RT DE – oder: Das Enthüllungsbuch des ehemaligen Mitarbeiters

Mit dieser Begründung hat das Oberlandesgericht Frankfurt am Main zwei u.a. auf das Verbot der Veröffentlichung eines Buches gerichtete Rechtsmittel im Eilverfahren zurückgewiesen: das deutschsprachige Tochterunternehmen eines russischen Medienkonzerns kann ehemaligem Mitarbeiter nicht Veröffentlichung eines Buchs über ihre Arbeitsweise untersagen.

In den beiden vor dem Oberlandesgericht geführten Eilverfahren hat sich die deutschsprachige Konzerntochter eines russischen Medienkonzerns gegen die Veröffentlichung der Erst- und der Zweitauflage des Buches eines ehemaligen journalistischen Mitarbeiters gewehrt.

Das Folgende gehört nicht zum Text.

#[cfg(test)]
mod tests {
    use super::test_support::TestApp;
    use axum::body::Body;
    use axum::http::{Request, StatusCode};

    #[tokio::test]
    async fn test_health_is_public() {
        let app = TestApp::new().await;
        let (status, body) = app.call("GET", "/health", None, None).await;
        assert_eq!(status, StatusCode::OK);
        assert_eq!(body["status"], "ok");
    }

    #[tokio::test]
    async fn test_api_requires_token() {
        let app = TestApp::new().await;
        let (status, body) = app.call("GET", "/chats", None, None).await;
        assert_eq!(status, StatusCode::UNAUTHORIZED);
        assert_eq!(body["error"], "Unauthorized");

        let request = axum::http::Request::builder()
            .uri("/chats")
            .header("authorization", "Bearer garbage")
            .body(axum::body::Body::empty())
            .unwrap();
        let (status, _) = app.send(request).await;
        assert_eq!(status, StatusCode::UNAUTHORIZED);
    }

    #[tokio::test]
    async fn test_info_reports_counts() {
        let app = TestApp::new().await;
        app.call("GET", "/profile", Some("alice"), None).await;
        app.call("GET", "/profile", Some("bob"), None).await;

        let (status, body) = app.call("GET", "/info", None, None).await;
        assert_eq!(status, StatusCode::OK);
        assert_eq!(body["name"], "BMessage");
        assert_eq!(body["usersCount"], 2);
        assert_eq!(body["uploadsCount"], 0);
    }

    #[tokio::test(flavor = "current_thread")]
    async fn test_messenger_calls_leave_the_runtime_thread() {
        let app = TestApp::new().await;
        let caller = std::thread::current().id();
        let worker = app
            .state
            .run(|_| Ok(std::thread::current().id()))
            .await
            .unwrap();
        assert_ne!(caller, worker);

        let rejected = app.state.run(|m| m.authenticate("Bearer garbage")).await;
        assert!(matches!(rejected, Err(crate::error::ServerError::Unauthorized)));
    }

    #[tokio::test]
    async fn test_json_rejections_use_error_body() {
        let app = TestApp::new().await;

        let request = Request::builder()
            .method("PUT")
            .uri("/profile")
            .header("authorization", app.token("alice"))
            .header("content-type", "text/plain")
            .body(Body::from(r#"{"name":"Alice"}"#))
            .unwrap();
        let (status, body) = app.send(request).await;
        assert_eq!(status, StatusCode::BAD_REQUEST);
        assert!(body["error"].is_string());

        let request = Request::builder()
            .method("PUT")
            .uri("/profile")
            .header("authorization", app.token("alice"))
            .header("content-type", "application/json")
            .body(Body::from("{not json"))
            .unwrap();
        let (status, body) = app.send(request).await;
        assert_eq!(status, StatusCode::BAD_REQUEST);
        assert!(body["error"].is_string());

        let (status, body) = app
            .call(
                "POST",
                "/settings",
                Some("alice"),
                Some(serde_json::json!(["not", "an", "object"])),
            )
            .await;
        assert_eq!(status, StatusCode::BAD_REQUEST);
        assert!(body["error"].is_string());
    }

    #[tokio::test]
    async fn test_oversized_body_is_rejected_with_error_body() {
        let app = TestApp::new().await;
        app.call("GET", "/profile", Some("bob"), None).await;
        let (_, chat) = app.call("POST", "/chats/create/bob", Some("alice"), None).await;
        let uri = format!("/chats/{}/messages", chat["id"].as_str().unwrap());

        // past the router's body limit, not just the upload limit
        let huge = vec![b'x'; 2 * 1024 * 1024];
        let (status, body) = app
            .multipart(&uri, "alice", &[("text", "")], Some(("file", "big.bin", "application/octet-stream", huge.as_slice())))
            .await;
        assert_eq!(status, StatusCode::PAYLOAD_TOO_LARGE);
        assert_eq!(body["error"], "Request body too large");

        let small_but_over_upload_limit = vec![b'x'; 128 * 1024];
        let (status, body) = app
            .multipart(
                &uri,
                "alice",
                &[("text", "")],
                Some(("file", "big.bin", "application/octet-stream", small_but_over_upload_limit.as_slice())),
            )
            .await;
        assert_eq!(status, StatusCode::PAYLOAD_TOO_LARGE);
        assert!(body["error"].as_str().unwrap().starts_with("File too large"));
    }
}
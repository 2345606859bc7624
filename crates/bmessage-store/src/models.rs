//! Domain records persisted by every [`crate::Backend`].
//!
//! Every struct derives `Serialize` and `Deserialize` with camelCase field
//! names so it can be handed directly to HTTP clients.

use chrono::{DateTime, Utc};
use serde::{Deserialize, Serialize};
use serde_json::{Map, Value};

// ---------------------------------------------------------------------------
// User
// ---------------------------------------------------------------------------

/// Free-form client preferences, merged key by key on update.
pub type UserSettings = Map<String, Value>;

/// Preferences every new user starts with.
pub fn default_settings() -> UserSettings {
    let mut settings = Map::new();
    settings.insert("hideAvatar".into(), Value::Bool(false));
    settings.insert("hideName".into(), Value::Bool(false));
    settings.insert("theme".into(), Value::String("light".into()));
    settings
}

/// A directory entry. Other records refer to users by `id` only.
#[derive(Debug, Clone, Serialize, Deserialize, PartialEq, Eq)]
#[serde(rename_all = "camelCase")]
pub struct User {
    /// Opaque, stable identifier handed out by the identity provider.
    pub id: String,
    /// Display name.
    pub name: String,
    /// Avatar URL, empty when unset.
    pub avatar: String,
    /// Last time the user made an authenticated request.
    pub last_seen: DateTime<Utc>,
    /// When the directory first saw this user.
    pub registered: DateTime<Utc>,
    #[serde(default = "default_settings")]
    pub settings: UserSettings,
}

impl User {
    /// A fresh record whose display name defaults to the id.
    pub fn provisioned(id: &str, now: DateTime<Utc>) -> Self {
        Self {
            id: id.to_string(),
            name: id.to_string(),
            avatar: String::new(),
            last_seen: now,
            registered: now,
            settings: default_settings(),
        }
    }
}

// ---------------------------------------------------------------------------
// Message
// ---------------------------------------------------------------------------

/// Metadata describing an uploaded file. The core treats it as opaque.
#[derive(Debug, Clone, Serialize, Deserialize, PartialEq, Eq)]
pub struct FileAttachment {
    pub url: String,
    /// Original file name as uploaded.
    pub name: String,
    /// Top-level MIME type (`image`, `video`, `application`, ...).
    #[serde(rename = "type")]
    pub kind: String,
    pub mime: String,
    pub size: u64,
    /// Name of the stored file on disk.
    pub filename: String,
}

/// A single chat message.
#[derive(Debug, Clone, Serialize, Deserialize, PartialEq, Eq)]
#[serde(rename_all = "camelCase")]
pub struct Message {
    pub id: String,
    /// Author. Never changes after creation.
    pub user_id: String,
    pub text: String,
    #[serde(default, skip_serializing_if = "Option::is_none")]
    pub file: Option<FileAttachment>,
    /// Creation time. Never changes after creation.
    pub timestamp: DateTime<Utc>,
    /// Time of the last edit.
    #[serde(default, skip_serializing_if = "Option::is_none")]
    pub edited: Option<DateTime<Utc>>,
    /// Tombstone flag for deleted file-bearing messages.
    #[serde(default, skip_serializing_if = "std::ops::Not::not")]
    pub deleted: bool,
}

impl Message {
    pub fn has_file(&self) -> bool {
        self.file.is_some()
    }
}

// ---------------------------------------------------------------------------
// Private chat
// ---------------------------------------------------------------------------

/// A 1:1 conversation between exactly two distinct users.
#[derive(Debug, Clone, Serialize, Deserialize, PartialEq, Eq)]
#[serde(rename_all = "camelCase")]
pub struct PrivateChat {
    pub id: String,
    /// Unordered pair; stored in creation order for display.
    pub participants: [String; 2],
    pub messages: Vec<Message>,
    pub created: DateTime<Utc>,
}

impl PrivateChat {
    pub fn has_participant(&self, user_id: &str) -> bool {
        self.participants.iter().any(|p| p == user_id)
    }

    /// The participant that is not `user_id`.
    pub fn other_participant(&self, user_id: &str) -> Option<&str> {
        if !self.has_participant(user_id) {
            return None;
        }
        self.participants
            .iter()
            .find(|p| *p != user_id)
            .map(String::as_str)
    }

    /// Order-independent key identifying the participant pair.
    pub fn pair_key(a: &str, b: &str) -> (String, String) {
        if a <= b {
            (a.to_string(), b.to_string())
        } else {
            (b.to_string(), a.to_string())
        }
    }
}

// ---------------------------------------------------------------------------
// Group
// ---------------------------------------------------------------------------

/// A multi-member conversation with a creator, admins and an invite link.
///
/// `creator ∈ admins ⊆ members` holds for every stored group.
#[derive(Debug, Clone, Serialize, Deserialize, PartialEq, Eq)]
#[serde(rename_all = "camelCase")]
pub struct Group {
    pub id: String,
    pub name: String,
    pub avatar: String,
    pub creator: String,
    pub admins: Vec<String>,
    /// Unique ids in join order.
    pub members: Vec<String>,
    pub allow_members_to_add: bool,
    pub invite_link: String,
    pub messages: Vec<Message>,
    pub created: DateTime<Utc>,
}

impl Group {
    pub fn is_member(&self, user_id: &str) -> bool {
        self.members.iter().any(|m| m == user_id)
    }

    pub fn is_admin(&self, user_id: &str) -> bool {
        self.admins.iter().any(|a| a == user_id)
    }

    pub fn is_creator(&self, user_id: &str) -> bool {
        self.creator == user_id
    }
}

// ---------------------------------------------------------------------------
// Feed
// ---------------------------------------------------------------------------

/// A comment under a post. The author's display fields are copied at
/// creation time and never refreshed.
#[derive(Debug, Clone, Serialize, Deserialize, PartialEq, Eq)]
#[serde(rename_all = "camelCase")]
pub struct Comment {
    pub id: String,
    pub user_id: String,
    pub user_name: String,
    pub user_avatar: String,
    pub text: String,
    pub timestamp: DateTime<Utc>,
}

/// An entry in the public feed.
#[derive(Debug, Clone, Serialize, Deserialize, PartialEq, Eq)]
#[serde(rename_all = "camelCase")]
pub struct Post {
    pub id: String,
    /// Author. Never changes after creation.
    pub user_id: String,
    pub text: String,
    /// Image URL, empty when unset.
    pub image: String,
    pub timestamp: DateTime<Utc>,
    #[serde(default, skip_serializing_if = "Option::is_none")]
    pub edited: Option<DateTime<Utc>>,
    /// Ids of users who liked the post, in like order.
    pub likes: Vec<String>,
    /// Comments in append order.
    pub comments: Vec<Comment>,
}

// ---------------------------------------------------------------------------
// Notification
// ---------------------------------------------------------------------------

#[derive(Debug, Clone, Copy, PartialEq, Eq, Serialize, Deserialize)]
#[serde(rename_all = "snake_case")]
pub enum NotificationKind {
    Message,
    GroupAdded,
    GroupRemoved,
    AdminGranted,
    AdminRevoked,
    Like,
    Comment,
}

impl NotificationKind {
    pub fn as_str(&self) -> &'static str {
        match self {
            Self::Message => "message",
            Self::GroupAdded => "group_added",
            Self::GroupRemoved => "group_removed",
            Self::AdminGranted => "admin_granted",
            Self::AdminRevoked => "admin_revoked",
            Self::Like => "like",
            Self::Comment => "comment",
        }
    }

    pub fn parse(s: &str) -> Option<Self> {
        match s {
            "message" => Some(Self::Message),
            "group_added" => Some(Self::GroupAdded),
            "group_removed" => Some(Self::GroupRemoved),
            "admin_granted" => Some(Self::AdminGranted),
            "admin_revoked" => Some(Self::AdminRevoked),
            "like" => Some(Self::Like),
            "comment" => Some(Self::Comment),
            _ => None,
        }
    }
}

/// An entry in a user's notification feed.
#[derive(Debug, Clone, Serialize, Deserialize, PartialEq, Eq)]
#[serde(rename_all = "camelCase")]
pub struct Notification {
    pub id: String,
    /// Owner of the feed entry.
    pub user_id: String,
    #[serde(rename = "type")]
    pub kind: NotificationKind,
    /// User whose action produced the entry.
    pub from_user_id: String,
    /// Set for conversation events.
    #[serde(default, skip_serializing_if = "Option::is_none")]
    pub conversation_id: Option<String>,
    #[serde(default, skip_serializing_if = "Option::is_none")]
    pub message_id: Option<String>,
    /// Set for feed events.
    #[serde(default, skip_serializing_if = "Option::is_none")]
    pub post_id: Option<String>,
    pub timestamp: DateTime<Utc>,
    pub read: bool,
}
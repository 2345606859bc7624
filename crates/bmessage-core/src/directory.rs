//! The Identity Directory: user records keyed by id.

use std::collections::HashMap;
use std::sync::{Arc, RwLock, RwLockWriteGuard};

use bmessage_store::{Backend, User, UserSettings};
use chrono::{DateTime, Utc};
use serde::{Deserialize, Serialize};
use tracing::{error, info};

use crate::error::{CoreError, Result};

/// Display fields copied onto a message when it is created.
#[derive(Debug, Clone, PartialEq, Eq, Serialize, Deserialize)]
pub struct AuthorSnapshot {
    pub id: String,
    pub name: String,
    pub avatar: String,
}

impl From<&User> for AuthorSnapshot {
    fn from(user: &User) -> Self {
        Self {
            id: user.id.clone(),
            name: user.name.clone(),
            avatar: user.avatar.clone(),
        }
    }
}

#[derive(Debug, Clone, Default, Deserialize)]
pub struct ProfileUpdate {
    pub name: Option<String>,
    pub avatar: Option<String>,
}

pub struct Directory {
    backend: Arc<dyn Backend>,
    users: RwLock<HashMap<String, User>>,
}

impl Directory {
    pub fn load(backend: Arc<dyn Backend>) -> Result<Self> {
        let users: HashMap<_, _> = backend
            .load_users()?
            .into_iter()
            .map(|u| (u.id.clone(), u))
            .collect();
        info!(users = users.len(), "directory loaded");

        Ok(Self {
            backend,
            users: RwLock::new(users),
        })
    }

    pub fn get(&self, id: &str) -> Result<Option<User>> {
        Ok(self
            .users
            .read()
            .map_err(|_| CoreError::poisoned())?
            .get(id)
            .cloned())
    }

    pub fn require(&self, id: &str) -> Result<User> {
        self.get(id)?.ok_or_else(|| CoreError::not_found("User"))
    }

    pub fn len(&self) -> Result<usize> {
        Ok(self.users.read().map_err(|_| CoreError::poisoned())?.len())
    }

    /// Record activity: provision if needed and set `last_seen` to `now`.
    pub fn touch(&self, id: &str, now: DateTime<Utc>) -> Result<User> {
        let mut users = self.write()?;
        let user = match users.get(id) {
            Some(existing) => User {
                last_seen: now,
                ..existing.clone()
            },
            None => {
                info!(user = %id, "user provisioned");
                User::provisioned(id, now)
            }
        };
        self.persist(&mut users, user.clone())?;
        Ok(user)
    }

    pub fn update_profile(&self, id: &str, update: ProfileUpdate) -> Result<User> {
        let mut users = self.write()?;
        let mut user = users
            .get(id)
            .cloned()
            .ok_or_else(|| CoreError::not_found("User"))?;

        if let Some(name) = update.name {
            let name = name.trim();
            if name.is_empty() {
                return Err(CoreError::validation("name must not be empty"));
            }
            user.name = name.to_string();
        }
        if let Some(avatar) = update.avatar {
            user.avatar = avatar;
        }

        self.persist(&mut users, user.clone())?;
        info!(user = %id, "profile updated");
        Ok(user)
    }

    /// Merge `patch` into the stored settings key by key and return the
    /// result. Keys absent from the patch keep their value.
    pub fn update_settings(&self, id: &str, patch: UserSettings) -> Result<UserSettings> {
        let mut users = self.write()?;
        let mut user = users
            .get(id)
            .cloned()
            .ok_or_else(|| CoreError::not_found("User"))?;

        user.settings.extend(patch);
        let settings = user.settings.clone();
        self.persist(&mut users, user)?;
        info!(user = %id, "settings updated");
        Ok(settings)
    }

    /// Case-insensitive substring match on name or id, sorted by name.
    pub fn search(&self, query: &str) -> Result<Vec<User>> {
        let needle = query.trim().to_lowercase();
        if needle.is_empty() {
            return Ok(Vec::new());
        }

        let users = self.users.read().map_err(|_| CoreError::poisoned())?;
        let mut found: Vec<User> = users
            .values()
            .filter(|u| {
                u.name.to_lowercase().contains(&needle) || u.id.to_lowercase().contains(&needle)
            })
            .cloned()
            .collect();
        found.sort_by(|a, b| a.name.cmp(&b.name).then_with(|| a.id.cmp(&b.id)));
        Ok(found)
    }

    /// Current display fields for `id`. Unknown users get the id as name.
    pub fn snapshot(&self, id: &str) -> Result<AuthorSnapshot> {
        Ok(match self.get(id)? {
            Some(user) => AuthorSnapshot::from(&user),
            None => AuthorSnapshot {
                id: id.to_string(),
                name: id.to_string(),
                avatar: String::new(),
            },
        })
    }

    fn write(&self) -> Result<RwLockWriteGuard<'_, HashMap<String, User>>> {
        self.users.write().map_err(|_| CoreError::poisoned())
    }

    fn persist(&self, users: &mut HashMap<String, User>, user: User) -> Result<()> {
        self.backend.save_user(&user).map_err(|e| {
            error!(user = %user.id, error = %e, "failed to persist user");
            e
        })?;
        users.insert(user.id.clone(), user);
        Ok(())
    }
}
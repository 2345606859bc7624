//! Read models returned to clients.

use bmessage_store::{Group, Message, Post, User, UserSettings};
use chrono::{DateTime, Utc};
use serde::Serialize;

use crate::conversation::{Conversation, ConversationKind};
use crate::directory::AuthorSnapshot;

#[derive(Debug, Clone, PartialEq, Eq, Serialize)]
#[serde(rename_all = "camelCase")]
pub struct UserSummary {
    pub id: String,
    pub name: String,
    pub avatar: String,
    pub last_seen: DateTime<Utc>,
}

impl From<&User> for UserSummary {
    fn from(user: &User) -> Self {
        Self {
            id: user.id.clone(),
            name: user.name.clone(),
            avatar: user.avatar.clone(),
            last_seen: user.last_seen,
        }
    }
}

/// One row of a user's conversation list.
#[derive(Debug, Clone, Serialize)]
#[serde(rename_all = "camelCase")]
pub struct ConversationEntry {
    #[serde(rename = "type")]
    pub kind: ConversationKind,
    #[serde(flatten)]
    pub conversation: Conversation,
    /// The other participant of a private chat.
    #[serde(skip_serializing_if = "Option::is_none")]
    pub other_user: Option<UserSummary>,
}

/// A message with its author's display fields attached.
#[derive(Debug, Clone, PartialEq, Eq, Serialize)]
pub struct MessageView {
    #[serde(flatten)]
    pub message: Message,
    pub user: Option<AuthorSnapshot>,
}

#[derive(Debug, Clone, PartialEq, Eq, Serialize)]
#[serde(rename_all = "camelCase")]
pub struct MemberInfo {
    pub id: String,
    pub name: String,
    pub avatar: String,
    pub is_admin: bool,
    pub is_creator: bool,
}

#[derive(Debug, Clone, PartialEq, Eq, Serialize)]
#[serde(rename_all = "camelCase")]
pub struct GroupDetails {
    #[serde(flatten)]
    pub group: Group,
    pub members_info: Vec<MemberInfo>,
}

/// Author decoration on feed entries, looked up when the feed is read.
#[derive(Debug, Clone, PartialEq, Eq, Serialize)]
pub struct PostAuthor {
    pub id: String,
    pub name: String,
    pub avatar: String,
    pub settings: UserSettings,
}

impl From<&User> for PostAuthor {
    fn from(user: &User) -> Self {
        Self {
            id: user.id.clone(),
            name: user.name.clone(),
            avatar: user.avatar.clone(),
            settings: user.settings.clone(),
        }
    }
}

#[derive(Debug, Clone, PartialEq, Eq, Serialize)]
pub struct PostView {
    #[serde(flatten)]
    pub post: Post,
    pub user: Option<PostAuthor>,
}

#[derive(Debug, Clone, Copy, PartialEq, Eq, Serialize)]
pub struct LikeOutcome {
    pub likes: usize,
    pub liked: bool,
}

#[derive(Debug, Clone, PartialEq, Eq, Serialize)]
pub struct Profile {
    #[serde(flatten)]
    pub user: User,
    pub posts: Vec<Post>,
}

#[derive(Debug, Clone, PartialEq, Eq, Serialize)]
pub struct PublicProfile {
    #[serde(flatten)]
    pub user: UserSummary,
    pub posts: Vec<Post>,
}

Der ehemalige freie Mitarbeiter berichtete in dem Buch über die Aktivitäten von Russia Today (RT DE) und ihrer Mitarbeiter. Er arbeitete von 2018 bis 2020 zunächst als freier Mitarbeiter und dann als angestellter Reporter für RT DE, die sich bislang erfolglos um eine Sendelizenz innerhalb der Europäischen Union bemüht hat. Im Frühjahr 2021 veröffentlichte der ehemalige Mitarbeiterin Internet ein Buch, in dem er sich kritisch mit der Arbeit, der politischen Ausrichtung und einzelnen journalistischen Aktivitäten von RT DE auseinandersetzt. Dabei geht es auch um einen Spezialauftrag, den der Mitarbeiter anlässlich der medizinischen Behandlung des Regimekritikers Nawalny in der Berliner Charité nach einem missglückten Anschlag auf ihn erhalten hat.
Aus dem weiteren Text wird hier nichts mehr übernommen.